PROVIDED MATERIAL
#[cfg(test)]
mod tests {
    use super::*;
    use crate::loadout::{Loadout, WeaponSpec};
    use crate::weapon::SelectorPolicy;

    fn slot(n: usize) -> Slot {
        Slot::new(n).unwrap()
    }

    fn active(n: usize, position: usize) -> Cursor {
        Cursor::Active {
            slot: slot(n),
            position,
        }
    }

    fn arsenal() -> Loadout {
        Loadout::from_specs([
            WeaponSpec::new("crowbar", 0, 0),
            WeaponSpec::new("pistol", 1, 0).with_ammo(17),
            WeaponSpec::new("magnum", 1, 1).with_ammo(6),
            WeaponSpec::new("shotgun", 2, 0).with_ammo(8),
        ])
    }

    fn selector(loadout: Loadout) -> Selector<Loadout, SelectorPolicy> {
        Selector::new(loadout, SelectorPolicy::default())
    }

    #[test]
    fn test_cursor_pair_uses_zero_for_inactive() {
        assert_eq!(Cursor::Inactive.as_pair(), (0, 0));
        assert_eq!(active(3, 2).as_pair(), (3, 2));
    }

    #[test]
    fn test_feedback_names_are_snake_case() {
        assert_eq!(Feedback::SlotOpened.to_string(), "slot_opened");
        let name: &'static str = Feedback::Cancelled.into();
        assert_eq!(name, "cancelled");
    }

    #[test]
    fn test_move_from_inactive_without_equipped_starts_at_first_slot() {
        let mut sel = selector(arsenal());

        assert_eq!(sel.on_move_next(), Feedback::Moved);
        assert_eq!(sel.cursor(), active(1, 1));

        sel.on_cancel();
        sel.on_move_prev();
        assert_eq!(sel.cursor(), active(3, 1));
    }

    #[test]
    fn test_move_from_inactive_seeds_from_equipped_weapon() {
        let mut loadout = arsenal();
        let pistol = loadout.find("pistol").unwrap().clone();
        loadout.equip(pistol.id());
        let mut sel = selector(loadout);

        sel.on_move_next();
        assert_eq!(sel.cursor(), active(2, 2));

        sel.on_cancel();
        sel.on_move_prev();
        assert_eq!(sel.cursor(), active(1, 1));
    }

    #[test]
    fn test_cycle_slot_advances_within_slot_and_wraps() {
        let mut sel = selector(arsenal());

        assert_eq!(sel.on_cycle_slot(slot(2)), Feedback::SlotOpened);
        assert_eq!(sel.cursor(), active(2, 1));
        sel.on_cycle_slot(slot(2));
        assert_eq!(sel.cursor(), active(2, 2));
        sel.on_cycle_slot(slot(2));
        assert_eq!(sel.cursor(), active(2, 1));
    }

    #[test]
    fn test_cycle_slot_from_other_slot_starts_at_first_position() {
        let mut sel = selector(arsenal());

        sel.on_cycle_slot(slot(2));
        sel.on_cycle_slot(slot(2));
        sel.on_cycle_slot(slot(1));
        sel.on_cycle_slot(slot(2));

        assert_eq!(sel.cursor(), active(2, 1));
    }

    #[test]
    fn test_cycle_slot_from_inactive_highlights_equipped_weapon() {
        let mut loadout = arsenal();
        let magnum = loadout.find("magnum").unwrap().clone();
        loadout.equip(magnum.id());
        let mut sel = selector(loadout);

        sel.on_cycle_slot(slot(2));
        assert_eq!(sel.cursor(), active(2, 2));

        sel.on_cancel();
        sel.on_cycle_slot(slot(3));
        assert_eq!(sel.cursor(), active(3, 1));
    }

    #[test]
    fn test_cycle_slot_ignores_ammo() {
        let mut loadout = arsenal();
        loadout.find("pistol").unwrap().set_rounds(0);
        let mut sel = selector(loadout);

        sel.on_cycle_slot(slot(2));

        assert_eq!(sel.cursor(), active(2, 1));
    }

    #[test]
    fn test_confirm_equips_highlighted_weapon() {
        let mut sel = selector(arsenal());
        sel.on_cycle_slot(slot(3));

        assert_eq!(sel.on_confirm(), Feedback::Equipped);
        assert_eq!(sel.cursor(), Cursor::Inactive);
        assert_eq!(
            sel.inventory().equipped().map(|w| w.name().to_string()),
            Some("shotgun".to_string())
        );
    }

    #[test]
    fn test_confirm_with_destroyed_weapon_closes_without_equipping() {
        let mut loadout = arsenal();
        loadout.give(WeaponSpec::new("rpg", 5, 0));
        let mut sel = selector(loadout);
        sel.on_cycle_slot(slot(3));

        // Same count: the cache keeps the destroyed handle.
        let shotgun = sel.inventory().find("shotgun").unwrap().id();
        sel.inventory_mut().remove(shotgun);
        sel.inventory_mut().give(WeaponSpec::new("grenade", 4, 0));

        assert!(sel.highlighted().is_none());
        assert_eq!(sel.on_confirm(), Feedback::Equipped);
        assert!(sel.inventory().equipped().is_none());
        assert_eq!(sel.cursor(), Cursor::Inactive);
    }

    #[test]
    fn test_confirm_and_cancel_while_inactive_are_ignored() {
        let mut sel = selector(arsenal());

        assert_eq!(sel.on_confirm(), Feedback::Ignored);
        assert_eq!(sel.on_cancel(), Feedback::Ignored);
    }

    #[test]
    fn test_cancel_closes_active_selector() {
        let mut sel = selector(arsenal());
        sel.on_move_next();

        assert_eq!(sel.on_cancel(), Feedback::Cancelled);
        assert!(!sel.is_visible());
        assert!(sel.inventory().equipped().is_none());
    }

    #[test]
    fn test_removing_weapons_clamps_cursor() {
        let mut sel = selector(arsenal());
        sel.on_cycle_slot(slot(2));
        sel.on_cycle_slot(slot(2));
        assert_eq!(sel.cursor(), active(2, 2));

        let magnum = sel.inventory().find("magnum").unwrap().id();
        sel.inventory_mut().remove(magnum);
        sel.refresh();

        assert_eq!(sel.cursor(), active(2, 1));
    }

    #[test]
    fn test_losing_every_weapon_closes_selector() {
        let mut sel = selector(Loadout::from_specs([WeaponSpec::new("pistol", 1, 0)]));
        sel.on_move_next();
        assert!(sel.is_visible());

        let pistol = sel.inventory().find("pistol").unwrap().id();
        sel.inventory_mut().remove(pistol);

        assert!(sel.frame().is_none());
        assert_eq!(sel.cursor(), Cursor::Inactive);
    }

    #[test]
    fn test_losing_every_weapon_hides_selector_without_drawing() {
        let mut sel = selector(Loadout::from_specs([WeaponSpec::new("pistol", 1, 0)]));
        sel.on_move_next();
        assert_eq!(sel.cursor(), active(2, 1));

        let pistol = sel.inventory().find("pistol").unwrap().id();
        sel.inventory_mut().remove(pistol);

        assert!(!sel.is_visible());
        assert_eq!(sel.cursor(), Cursor::Inactive);
    }

    #[test]
    fn test_policy_flags_hide_the_selector() {
        let mut sel = selector(arsenal());
        sel.on_move_next();
        assert!(sel.is_visible());

        sel.policy_mut().draw = false;
        assert!(!sel.is_visible());

        sel.policy_mut().draw = true;
        sel.policy_mut().enabled = false;
        assert!(!sel.is_visible());
        assert!(sel.frame().is_none());
    }

    #[test]
    fn test_frame_exposes_highlighted_weapon() {
        let mut sel = selector(arsenal());
        sel.on_cycle_slot(slot(2));
        sel.on_cycle_slot(slot(2));

        let frame = sel.frame().unwrap();
        assert_eq!(frame.slot, slot(2));
        assert_eq!(frame.position, 2);
        assert_eq!(
            frame.highlighted().map(|w| w.name().to_string()),
            Some("magnum".to_string())
        );
    }

    #[test]
    fn test_handle_dispatches_inputs() {
        let mut sel = selector(arsenal());

        assert_eq!(sel.handle(SelectorInput::CycleSlot(slot(1))), Feedback::SlotOpened);
        assert_eq!(sel.handle(SelectorInput::MoveNext), Feedback::Moved);
        assert_eq!(sel.cursor(), active(2, 1));
        assert_eq!(sel.handle(SelectorInput::MovePrev), Feedback::Moved);
        assert_eq!(sel.cursor(), active(1, 1));
        assert_eq!(sel.handle(SelectorInput::Cancel), Feedback::Cancelled);
        assert_eq!(sel.handle(SelectorInput::Confirm), Feedback::Ignored);
    }

    #[test]
    fn test_reset_clears_cache_and_cursor() {
        let mut sel = selector(arsenal());
        sel.on_move_next();

        sel.reset();

        assert_eq!(sel.cursor(), Cursor::Inactive);
        assert!(sel.cache().is_empty());
        assert_eq!(sel.on_move_next(), Feedback::Moved);
        assert_eq!(sel.cache().len(), 4);
    }
}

TASK DETAILS
Only lines with the string "remove" are wanted; please find each one in the listing and copy it.

TASK ANSWER
        sel.inventory_mut().remove(shotgun);
        sel.inventory_mut().remove(magnum);
        sel.inventory_mut().remove(pistol);
        sel.inventory_mut().remove(pistol);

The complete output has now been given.